I’m thinking Thomas Kinkade had much more in common with Jim Bakker than with any real artist. Yes, he was a grifter, who gulled art dealers and then sank himself into bankruptcy, who outsourced his supposed work, and who represented himself as a Christian while cheating others and then getting caught drunk. Yeah, he supposedly dedicated his works to his wife, but he left her for a trophy babe. It is a shame he defrauded so many good Americans who didn’t know better. It is a bigger shame that some bloggers out there are putting Thomas Kinkade up there as the latest persecuted Christian cause celebre.
I prefer the happy-tree-filled landscapes of Bob Ross.
Bob Ross has more talent. But neither have anything like an artistic vision.
Craft can be art. I suppose real Kinkades, not outsourced, will be more valuable in the future than many “real artists” painting today.
Kinkade was a fraud, a marketing sensation. He was not an artist. Still, I understand that the market might love him. Alas, that would be wrong, as art is concerned.
Hey, what is a real Kinkade? Seriously, what is it?
For me, art for art’s sake is nothing more than a decadent pastime for the idle rich, and occasionally a job for those who cater to them. I have far more respect for form following function. I’m with Morley Safer, except that I don’t care enough to ask “what is art?” I’m not judging others; it’s my personal choice.
IMO the business of buying and selling art is a victimless crime. If you want to monetize anything from “draw Spunky” to Mona Lisa, you’re on your own. I don’t want to hear about it, good bad or ugly.
I don’t know who Kinkade was, but it looks to me like him dying is a win-win all around. If he really was a disciple of Christ, he’s enjoying his ultimate reward. If not, then justice was served on him. People who like to play the dead artist game get to play another round. And people who play no productive role in society go on as usual. Whippy twang.
I recall one summer day some [mumble] decades past, after a Spring semester during which my college’s respected art professor had won my co-ed girlfriend’s heart away.
Back home for the break, several states distant, now I stood by a Sears store looking at the sofas on display, with examples of “sofa art” (as we called such paintings then) hung above them, also for sale — relatively inexpensive hand-brushed home decoration, which when hung singly above your own sofa wouldn’t look nearly as repetitive as when all hung together like this.
The style was immediately familiar.
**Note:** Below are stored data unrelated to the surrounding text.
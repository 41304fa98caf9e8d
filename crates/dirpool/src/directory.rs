//! Capability traits for the underlying directory client.
//!
//! The pool never speaks the directory protocol itself. It asks a
//! [`ConnectionFactory`] for a [`DirectoryConnection`] to one endpoint and
//! then drives it through bind, unbind and execute. An adapter over a real
//! client library implements these traits; tests use in-memory mocks.

use std::collections::BTreeMap;
use std::time::Duration;

use crate::error::DirectoryError;

/// Search scope relative to the base DN.
#[derive(Clone, Copy, Debug, PartialEq, Eq, Default)]
pub enum Scope {
    /// Only the base entry itself.
    #[default]
    Base,
    /// Immediate children of the base entry.
    OneLevel,
    /// The base entry and everything below it.
    Subtree,
}

/// Kind of change applied to one attribute by a modify operation.
#[derive(Clone, Copy, Debug, PartialEq, Eq)]
pub enum ModifyOp {
    Add,
    Replace,
    Delete,
}

/// A single attribute change.
#[derive(Clone, Debug, PartialEq, Eq)]
pub struct Modification {
    pub op: ModifyOp,
    pub attribute: String,
    pub values: Vec<Vec<u8>>,
}

impl Modification {
    pub fn replace(attribute: &str, values: Vec<Vec<u8>>) -> Self {
        Self {
            op: ModifyOp::Replace,
            attribute: attribute.to_string(),
            values,
        }
    }
}

/// A directory entry returned by a search.
#[derive(Clone, Debug, Default, PartialEq, Eq)]
pub struct Entry {
    pub dn: String,
    pub attributes: BTreeMap<String, Vec<Vec<u8>>>,
}

impl Entry {
    /// First value of `attribute`, if present.
    pub fn first(&self, attribute: &str) -> Option<&[u8]> {
        self.attributes
            .get(attribute)
            .and_then(|values| values.first())
            .map(Vec::as_slice)
    }
}

/// A read or write request passed through to the directory connection.
#[derive(Clone, Debug, PartialEq, Eq)]
pub enum Operation {
    Search {
        base: String,
        scope: Scope,
        filter: String,
        attributes: Vec<String>,
    },
    Add {
        dn: String,
        attributes: Vec<(String, Vec<Vec<u8>>)>,
    },
    Modify {
        dn: String,
        changes: Vec<Modification>,
    },
    Delete {
        dn: String,
    },
}

impl Operation {
    /// Short operation name for log fields.
    pub fn kind(&self) -> &'static str {
        match self {
            Operation::Search { .. } => "search",
            Operation::Add { .. } => "add",
            Operation::Modify { .. } => "modify",
            Operation::Delete { .. } => "delete",
        }
    }
}

/// Result of an executed [`Operation`].
#[derive(Clone, Debug, PartialEq, Eq)]
pub enum Response {
    /// Entries matched by a search.
    Entries(Vec<Entry>),
    /// A write completed.
    Done,
}

impl Response {
    /// The entries of a search response; empty for write responses.
    pub fn into_entries(self) -> Vec<Entry> {
        match self {
            Response::Entries(entries) => entries,
            Response::Done => Vec::new(),
        }
    }
}

/// Options forwarded to the factory for every new connection.
#[derive(Clone, Debug, PartialEq, Eq)]
pub struct ConnectOptions {
    /// Network timeout for connection operations; `None` waits indefinitely.
    pub timeout: Option<Duration>,
    /// Reconnect attempts the client may make on its own.
    pub retry_max: u32,
    /// Delay between the client's own reconnect attempts.
    pub retry_delay: Duration,
}

/// One live connection to a single directory server.
pub trait DirectoryConnection: Send + std::fmt::Debug {
    /// Upgrade the transport to TLS before binding.
    fn start_tls(&mut self) -> Result<(), DirectoryError>;
    /// Authenticate as `identity`. An empty identity is an anonymous bind.
    fn bind(&mut self, identity: &str, credential: &[u8]) -> Result<(), DirectoryError>;
    /// Drop the current authentication.
    fn unbind(&mut self) -> Result<(), DirectoryError>;
    /// Run a read or write operation.
    fn execute(&mut self, operation: &Operation) -> Result<Response, DirectoryError>;
    /// Whether the transport is still usable.
    fn is_connected(&self) -> bool;
}

/// Factory for creating new connections — injected by the caller.
pub trait ConnectionFactory: Send + Sync {
    /// Open a connection to `endpoint` without binding it.
    fn connect(
        &self,
        endpoint: &str,
        options: &ConnectOptions,
    ) -> Result<Box<dyn DirectoryConnection>, DirectoryError>;
}

/// Split a configured endpoint list on commas and whitespace.
pub fn split_endpoints(endpoints: &str) -> Vec<&str> {
    endpoints
        .split(|c: char| c == ',' || c.is_whitespace())
        .filter(|endpoint| !endpoint.is_empty())
        .collect()
}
The initials, too. But I asked about the artist anyway.
The respected prof had taken care to market his quickie mass-productions with a specified sales exclusion area — a wide ring around the college. I happened to live outside the ring.
On consideration, I laughed about it with my mother but never mentioned it to anyone at college. The man had the right to earn pocket money — who knew but that I might need to earn pocket money the same way myself someday? (I did later sell pen-and-ink prints for considerably less) — and the girl had made her own decision.